Ее и бабушкины рассказы были для нас как страшная сказка. Сколь же терпелив и вынослив человек! Рассказывали, как до смерти засекали розгами ни в чем не повинных крестьян, как их травили собаками, как калечили молодых девушек, особенно красивых. Ни одна не выходила замуж по своей воле и никогда – девушкой. Рассказывая об этом, бабушка называла имена молодых крестьянок, которые, не вынеся надругательств, кончали жизнь самоубийством. Иногда краешком мелькала и история моей бабушки Марьи. Но говорили о ее судьбе так коротко и неохотно, что нельзя было понять, что же с ней произошло. Интересно, что в Уфе о домовых, банных чертях, летающих змеях уже не судачили. Видно, в большом городе вся эта нечисть была не в почете.

Первым сильным уфимским впечатлением для меня стала масленица. В патриархальном губернском городе, населенном купцами и чиновниками, это был большой, многодневный и шумный праздник. Все три масленичных дня, с пятницы до воскресенья, в городе работали только магазины. По центральным улицам, Большой Успенской и Александровской, сплошным потоком на разряженных лошадях, украшенных лентами, бубенцами, колокольчиками, ехали гуляющие. И откуда набиралось столько лошадей? Тут были и чистокровные рысаки, и простые рабочие лошади, тройки, пары и одиночные санки. А по тротуарам лавиной шла толпа, сплошь грызущая семечки, – молодежь и старики, трезвые и пьяные, купцы, чиновники и рабочие, русские и башкиры, хорошо и плохо одетые.

В воскресенье вечером на соборной площади торжественно жгли соломенное чучело – масленицу, предварительно провезенную на дровнях по всему городу. А как ели и пили в эти дни! На последние гроши обязательно стряпали блины. Богатые объедались блинами с семгой и икрой. Местные доктора, потирая руки, приговаривали: «С чистого понедельника придет и наш праздник». Дело в том, что чиновники и особенно купцы, обожравшись за три дня масленицы, в понедельник шли к ним лечить животы. В эти дни врачи драли за прием втридорога, но они ничего не жалели, лишь бы очухаться. От обжорства случались завороты, кровоизлияния в мозг, инфаркты со смертельным исходом.

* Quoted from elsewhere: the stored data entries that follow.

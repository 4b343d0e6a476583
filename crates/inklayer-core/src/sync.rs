//! WebSocket client for the relay.
//!
//! The socket lives on a background thread. Commands go in over one channel,
//! [`ClientEvent`]s come back over another and are drained with
//! [`NativeWebSocket::poll_events`]. Lost connections are retried according
//! to a [`ReconnectPolicy`].

use std::sync::mpsc::{Receiver, RecvTimeoutError, Sender, TryRecvError, channel};
use std::thread::{self, JoinHandle};
use std::time::Duration;
use thiserror::Error;
use tungstenite::{Message, connect};
use url::Url;

/// Errors from the client handle itself; network failures arrive as events.
#[derive(Debug, Error)]
pub enum ClientError {
    #[error("Already connected")]
    AlreadyConnected,
    #[error("Invalid URL: {0}")]
    InvalidUrl(#[from] url::ParseError),
    #[error("Invalid WebSocket URL scheme: {0}")]
    InvalidScheme(String),
    #[error("Not connected")]
    NotConnected,
    #[error("Connection thread has exited")]
    ChannelClosed,
}

pub type ClientResult<T> = Result<T, ClientError>;

/// Connection state
#[derive(Debug, Clone, Copy, PartialEq, Eq)]
pub enum ConnectionState {
    Disconnected,
    Connecting,
    Connected,
    Reconnecting,
    Error,
}

/// Events from the WebSocket client
#[derive(Debug, Clone, PartialEq)]
pub enum ClientEvent {
    /// Connected (or reconnected) to the relay
    Connected,
    /// Connection closed and no further attempts will be made
    Disconnected,
    /// Waiting `delay` before reconnect attempt number `attempt`
    Reconnecting { attempt: u32, delay: Duration },
    /// A text frame from the relay
    Message(String),
    /// Error occurred
    Error { message: String },
}

/// Exponential backoff for reconnect attempts.
#[derive(Debug, Clone, Copy, PartialEq, Eq)]
pub struct ReconnectPolicy {
    /// Attempts before giving up; 0 disables reconnect.
    pub max_attempts: u32,
    pub initial_backoff: Duration,
    pub max_backoff: Duration,
}

impl ReconnectPolicy {
    /// Never reconnect.
    pub fn disabled() -> Self {
        Self {
            max_attempts: 0,
            ..Self::default()
        }
    }

    /// Delay before the given 1-based attempt, doubling each time up to
    /// `max_backoff`.
    pub fn delay(&self, attempt: u32) -> Duration {
        let exponent = attempt.saturating_sub(1).min(16);
        self.initial_backoff
            .saturating_mul(1u32 << exponent)
            .min(self.max_backoff)
    }

    pub fn allows(&self, attempt: u32) -> bool {
        attempt <= self.max_attempts
    }
}

impl Default for ReconnectPolicy {
    fn default() -> Self {
        Self {
            max_attempts: 5,
            initial_backoff: Duration::from_secs(1),
            max_backoff: Duration::from_secs(30),
        }
    }
}

/// Check that `url` is a ws:// or wss:// URL.
pub fn validate_url(url: &str) -> ClientResult<Url> {
    let parsed = Url::parse(url)?;
    match parsed.scheme() {
        "ws" | "wss" => Ok(parsed),
        other => Err(ClientError::InvalidScheme(other.to_string())),
    }
}

/// Commands sent to the WebSocket thread.
enum WsCommand {
    Send(String),
    Close,
}

/// How a live connection ended.
enum SessionEnd {
    /// Closed on request, or the handle was dropped.
    Requested,
    Lost,
}

/// WebSocket client for native platforms.
///
/// Uses a background thread for non-blocking operation.
pub struct NativeWebSocket {
    state: ConnectionState,
    policy: ReconnectPolicy,
    events: Vec<ClientEvent>,
    /// Channel to send commands to the WebSocket thread.
    cmd_tx: Option<Sender<WsCommand>>,
    /// Channel to receive events from the WebSocket thread.
    event_rx: Option<Receiver<ClientEvent>>,
    /// Handle to the WebSocket thread.
    _thread: Option<JoinHandle<()>>,
}

impl NativeWebSocket {
    /// Create a new disconnected WebSocket client.
    pub fn new() -> Self {
        Self::with_policy(ReconnectPolicy::default())
    }

    pub fn with_policy(policy: ReconnectPolicy) -> Self {
        Self {
            state: ConnectionState::Disconnected,
            policy,
            events: Vec::new(),
            cmd_tx: None,
            event_rx: None,
            _thread: None,
        }
    }

    /// Connect to a WebSocket server.
    pub fn connect(&mut self, url: &str) -> ClientResult<()> {
        if self.cmd_tx.is_some() {
            return Err(ClientError::AlreadyConnected);
        }
        let url = validate_url(url)?.to_string();

        self.state = ConnectionState::Connecting;

        let (cmd_tx, cmd_rx) = channel::<WsCommand>();
        let (event_tx, event_rx) = channel::<ClientEvent>();
        let policy = self.policy;

        let handle = thread::spawn(move || run_connection(&url, policy, &cmd_rx, &event_tx));

        self.cmd_tx = Some(cmd_tx);
        self.event_rx = Some(event_rx);
        self._thread = Some(handle);

        Ok(())
    }

    /// Disconnect from the server.
    pub fn disconnect(&mut self) {
        if let Some(tx) = self.cmd_tx.take() {
            let _ = tx.send(WsCommand::Close);
        }
        self.event_rx = None;
        self._thread = None;
        self.state = ConnectionState::Disconnected;
    }

    /// Send a text message.
    pub fn send(&self, msg: &str) -> ClientResult<()> {
        let tx = self.cmd_tx.as_ref().ok_or(ClientError::NotConnected)?;
        tx.send(WsCommand::Send(msg.to_string()))
            .map_err(|_| ClientError::ChannelClosed)
    }

    /// Poll for pending events (non-blocking).
    pub fn poll_events(&mut self) -> Vec<ClientEvent> {
        if let Some(ref rx) = self.event_rx {
            while let Ok(event) = rx.try_recv() {
                match &event {
                    ClientEvent::Connected => self.state = ConnectionState::Connected,
                    ClientEvent::Disconnected => self.state = ConnectionState::Disconnected,
                    ClientEvent::Reconnecting { .. } => self.state = ConnectionState::Reconnecting,
                    ClientEvent::Error { .. } => self.state = ConnectionState::Error,
                    ClientEvent::Message(_) => {}
                }
                self.events.push(event);
            }
        }

        std::mem::take(&mut self.events)
    }

    /// Get current connection state.
    pub fn state(&self) -> ConnectionState {
        self.state
    }

    /// Check if connected.
    pub fn is_connected(&self) -> bool {
        self.state == ConnectionState::Connected
    }

    pub fn policy(&self) -> ReconnectPolicy {
        self.policy
    }
}

impl Default for NativeWebSocket {
    fn default() -> Self {
        Self::new()
    }
}

impl Drop for NativeWebSocket {
    fn drop(&mut self) {
        self.disconnect();
    }
}

/// Body of the background thread: connect, pump, and retry on loss.
fn run_connection(
    url: &str,
    policy: ReconnectPolicy,
    cmd_rx: &Receiver<WsCommand>,
    event_tx: &Sender<ClientEvent>,
) {
    let mut attempt = 0u32;
    loop {
        log::info!("WebSocket thread: connecting to {}", url);
        match connect(url) {
            Ok((mut socket, response)) => {
                log::info!("WebSocket connected, status: {}", response.status());
                attempt = 0;
                let _ = event_tx.send(ClientEvent::Connected);

                if let tungstenite::stream::MaybeTlsStream::Plain(tcp) = socket.get_mut() {
                    let _ = tcp.set_read_timeout(Some(Duration::from_millis(50)));
                    let _ = tcp.set_write_timeout(Some(Duration::from_secs(5)));
                }

                if let SessionEnd::Requested = pump(&mut socket, cmd_rx, event_tx) {
                    log::info!("WebSocket thread exiting");
                    let _ = event_tx.send(ClientEvent::Disconnected);
                    return;
                }
                log::warn!("WebSocket connection lost");
            }
            Err(e) => {
                log::error!("WebSocket connection failed: {}", e);
                let _ = event_tx.send(ClientEvent::Error {
                    message: format!("Connection failed: {}", e),
                });
            }
        }

        attempt += 1;
        if !policy.allows(attempt) {
            log::info!("Giving up on {} after {} attempts", url, attempt - 1);
            let _ = event_tx.send(ClientEvent::Disconnected);
            return;
        }
        let delay = policy.delay(attempt);
        let _ = event_tx.send(ClientEvent::Reconnecting { attempt, delay });
        if !wait_for_retry(delay, cmd_rx) {
            let _ = event_tx.send(ClientEvent::Disconnected);
            return;
        }
    }
}

type Socket = tungstenite::WebSocket<tungstenite::stream::MaybeTlsStream<std::net::TcpStream>>;

fn pump(socket: &mut Socket, cmd_rx: &Receiver<WsCommand>, event_tx: &Sender<ClientEvent>) -> SessionEnd {
    loop {
        // Drain every queued command before blocking on a read.
        loop {
            match cmd_rx.try_recv() {
                Ok(WsCommand::Send(msg)) => {
                    log::debug!("WebSocket sending: {}", preview(&msg));
                    if let Err(e) = socket.send(Message::Text(msg)) {
                        log::error!("WebSocket send error: {}", e);
                        return SessionEnd::Lost;
                    }
                }
                Ok(WsCommand::Close) => {
                    log::info!("WebSocket close requested");
                    let _ = socket.close(None);
                    let _ = socket.flush();
                    return SessionEnd::Requested;
                }
                Err(TryRecvError::Disconnected) => {
                    log::info!("WebSocket command channel disconnected");
                    let _ = socket.close(None);
                    return SessionEnd::Requested;
                }
                Err(TryRecvError::Empty) => break,
            }
        }

        match socket.read() {
            Ok(Message::Text(txt)) => {
                log::debug!("WebSocket received: {}", preview(&txt));
                if event_tx.send(ClientEvent::Message(txt)).is_err() {
                    return SessionEnd::Requested;
                }
            }
            Ok(Message::Ping(data)) => {
                let _ = socket.send(Message::Pong(data));
            }
            Ok(Message::Close(_)) => {
                log::info!("WebSocket received close frame");
                return SessionEnd::Lost;
            }
            Ok(_) => {}
            Err(tungstenite::Error::Io(ref e))
                if e.kind() == std::io::ErrorKind::WouldBlock || e.kind() == std::io::ErrorKind::TimedOut =>
            {
                continue;
            }
            Err(e) => {
                log::error!("WebSocket read error: {}", e);
                return SessionEnd::Lost;
            }
        }
    }
}

/// First 100 characters of a frame, for logging.
fn preview(text: &str) -> &str {
    match text.char_indices().nth(100) {
        Some((idx, _)) => &text[..idx],
        None => text,
    }
}

/// Sleep out the backoff while still honoring close requests.
/// Returns false if the client asked to stop.
fn wait_for_retry(delay: Duration, cmd_rx: &Receiver<WsCommand>) -> bool {
    let deadline = std::time::Instant::now() + delay;
    loop {
        let remaining = deadline.saturating_duration_since(std::time::Instant::now());
        match cmd_rx.recv_timeout(remaining) {
            Ok(WsCommand::Send(_)) => {
                log::warn!("Dropping outbound message while reconnecting");
            }
            Ok(WsCommand::Close) | Err(RecvTimeoutError::Disconnected) => return false,
            Err(RecvTimeoutError::Timeout) => return true,
        }
    }
}
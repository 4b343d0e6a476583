//! Session configuration.
//!
//! Loaded from JSON. Every field has a default, so a partial or missing
//! file is fine.

use crate::history::DEFAULT_HISTORY_DEPTH;
use crate::layer::SurfaceGeometry;
use crate::metrics::DEFAULT_METRICS_INTERVAL_MS;
use crate::presence::DEFAULT_CURSOR_INTERVAL_MS;
use crate::sync::ReconnectPolicy;
use kurbo::Size;
use serde::{Deserialize, Serialize};
use std::fs;
use std::path::{Path, PathBuf};
use std::time::Duration;
use thiserror::Error;

/// Configuration errors.
#[derive(Debug, Error)]
pub enum ConfigError {
    #[error("IO error: {0}")]
    Io(#[from] std::io::Error),
    #[error("Invalid configuration: {0}")]
    Parse(#[from] serde_json::Error),
    #[error("Could not determine the configuration directory")]
    NoConfigDir,
}

/// Result type for configuration loading.
pub type ConfigResult<T> = Result<T, ConfigError>;

/// Tunables for a drawing session and its relay connection.
#[derive(Debug, Clone, PartialEq, Serialize, Deserialize)]
#[serde(default, rename_all = "camelCase")]
pub struct SessionConfig {
    /// WebSocket URL of the relay.
    pub relay_url: String,
    /// Room to join on connect.
    pub room: String,
    /// Canvas width in logical pixels.
    pub canvas_width: f64,
    /// Canvas height in logical pixels.
    pub canvas_height: f64,
    /// Device pixel ratio.
    pub scale_factor: f64,
    /// Maximum undo depth.
    pub history_depth: usize,
    /// Minimum interval between cursor broadcasts.
    pub cursor_interval_ms: u64,
    /// Interval between conflict metric samples.
    pub metrics_interval_ms: u64,
    /// Reconnect attempts before giving up (0 disables reconnect).
    pub reconnect_attempts: u32,
    /// Delay before the first reconnect attempt.
    pub reconnect_backoff_ms: u64,
    /// Upper bound for the doubled reconnect delay.
    pub reconnect_max_backoff_ms: u64,
    /// Preferred username; a random one is generated when absent.
    pub username: Option<String>,
}

impl Default for SessionConfig {
    fn default() -> Self {
        Self {
            relay_url: "ws://localhost:3030/ws".to_string(),
            room: "lobby".to_string(),
            canvas_width: 1280.0,
            canvas_height: 720.0,
            scale_factor: 1.0,
            history_depth: DEFAULT_HISTORY_DEPTH,
            cursor_interval_ms: DEFAULT_CURSOR_INTERVAL_MS,
            metrics_interval_ms: DEFAULT_METRICS_INTERVAL_MS,
            reconnect_attempts: 5,
            reconnect_backoff_ms: 1000,
            reconnect_max_backoff_ms: 30_000,
            username: None,
        }
    }
}

impl SessionConfig {
    /// Load from a JSON file.
    pub fn load(path: &Path) -> ConfigResult<Self> {
        let json = fs::read_to_string(path)?;
        Self::from_json(&json)
    }

    /// Parse from a JSON string.
    pub fn from_json(json: &str) -> ConfigResult<Self> {
        Ok(serde_json::from_str(json)?)
    }

    /// Default config file location.
    ///
    /// On Unix: `~/.local/share/inklayer/config.json`
    /// On Windows: `%LOCALAPPDATA%\inklayer\config.json`
    pub fn default_path() -> ConfigResult<PathBuf> {
        let base = dirs::data_local_dir()
            .or_else(dirs::home_dir)
            .ok_or(ConfigError::NoConfigDir)?;
        Ok(base.join("inklayer").join("config.json"))
    }

    /// Load from the default location, falling back to defaults if the file
    /// does not exist.
    pub fn load_default() -> ConfigResult<Self> {
        let path = Self::default_path()?;
        if !path.exists() {
            log::debug!("No config at {}, using defaults", path.display());
            return Ok(Self::default());
        }
        Self::load(&path)
    }

    /// Write as pretty JSON, creating parent directories.
    pub fn save(&self, path: &Path) -> ConfigResult<()> {
        if let Some(parent) = path.parent() {
            fs::create_dir_all(parent)?;
        }
        fs::write(path, serde_json::to_string_pretty(self)?)?;
        Ok(())
    }

    pub fn geometry(&self) -> SurfaceGeometry {
        SurfaceGeometry::new(Size::new(self.canvas_width, self.canvas_height), self.scale_factor)
    }

    pub fn cursor_interval(&self) -> Duration {
        Duration::from_millis(self.cursor_interval_ms)
    }

    pub fn metrics_interval(&self) -> Duration {
        Duration::from_millis(self.metrics_interval_ms)
    }

    pub fn reconnect_policy(&self) -> ReconnectPolicy {
        ReconnectPolicy {
            max_attempts: self.reconnect_attempts,
            initial_backoff: Duration::from_millis(self.reconnect_backoff_ms),
            max_backoff: Duration::from_millis(self.reconnect_max_backoff_ms),
        }
    }
}

#[cfg(test)]
mod tests {
    use super::*;
    use tempfile::TempDir;

    #[test]
    fn test_defaults() {
        let config = SessionConfig::default();
        assert_eq!(config.history_depth, 50);
        assert_eq!(config.cursor_interval(), Duration::from_millis(50));
        assert_eq!(config.metrics_interval(), Duration::from_millis(200));
    }

    #[test]
    fn test_partial_json_uses_defaults() {
        let config = SessionConfig::from_json(r#"{"room":"design","historyDepth":10}"#).unwrap();
        assert_eq!(config.room, "design");
        assert_eq!(config.history_depth, 10);
        assert_eq!(config.relay_url, SessionConfig::default().relay_url);
    }

    #[test]
    fn test_invalid_json() {
        assert!(matches!(
            SessionConfig::from_json("{ nope"),
            Err(ConfigError::Parse(_))
        ));
    }

    #[test]
    fn test_save_and_load() {
        let dir = TempDir::new().unwrap();
        let path = dir.path().join("nested").join("config.json");
        let config = SessionConfig {
            username: Some("Ann".to_string()),
            scale_factor: 2.0,
            ..SessionConfig::default()
        };
        config.save(&path).unwrap();
        assert_eq!(SessionConfig::load(&path).unwrap(), config);
    }

    #[test]
    fn test_missing_file() {
        let dir = TempDir::new().unwrap();
        assert!(matches!(
            SessionConfig::load(&dir.path().join("absent.json")),
            Err(ConfigError::Io(_))
        ));
    }

    #[test]
    fn test_geometry_and_policy() {
        let config = SessionConfig::default();
        assert_eq!(config.geometry().device_size(), (1280, 720));
        let policy = config.reconnect_policy();
        assert_eq!(policy.max_attempts, 5);
        assert_eq!(policy.initial_backoff, Duration::from_secs(1));
    }
}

Мать пошла в прислуги к сборщику выручки казенных винных лавок. Как-то я зашел к ней в гости. Хозяин вышел на кухню, увидел меня, узнал, что я грамотный. Сказал, что устроит меня посыльным в контору казенного винного склада, пообещав, что в дальнейшем я буду получать до 25 рублей в месяц. Я был очень доволен, что пойду работать – хоть немного, а смогу помогать семье. В ноябре 1903 года меня приняли посыльным, для начала положив 7 рублей в месяц. Работали в конторе с утра до 8-ми вечера и в воскресенье с 10 до 4 часов дня. Обязанности мои были не сложные. Писарь дает бумагу, я ее вношу в исходящий журнал, запечатываю, записываю пакет в разносную книгу и доставляю адресату. Должность посыльного имела ту положительную сторону, что дала мне возможность хорошо узнать город. Хуже было то, что разносить бумаги приходилось в любую погоду. Бывало, зимой закрутит такая башкирская пурга, что на метр не видно ничего, и при этом мороз в 30 и более градусов. А ты идешь, потому что надо успеть до вечера разнести пакеты. Сколько раз я обмораживал нос и щеки, сколько раз еле оттирал руки! Чтобы не замерзнуть, я обычно бежал бегом. А сколько раз меня кусали собаки тех, кому я доставлял пакеты на дом! Был у нас один сборщик денег – домовладелец, который держал много собак. Его дом стоял в глубине двора, и пока добежишь до него от ворот, тебя обязательно покусают. А попробуешь сопротивляться, хозяин набрасывается еще злее собак. И на вид он был страшный, волосатый, не говорил, а рычал.

17

Богданович Николай Модестович (1856–1903) – из семьи крупного военного деятеля. По окончании Петербургского университета товарищ прокурора Петербургского окружного суда (1879), с 1887 г. ломжинский, рижский вице-губернатор, с 1890 г. тобольский, в 1896–1903 гг. уфимский губернатор. По его приказу для разгона забастовки рабочих златоустовского завода была применена военная сила. Убит членом Боевой организации партии социалистов-революционеров Е.О. Дулебовым в Ушаковском парке Уфы по приговору ЦК ПСЕ.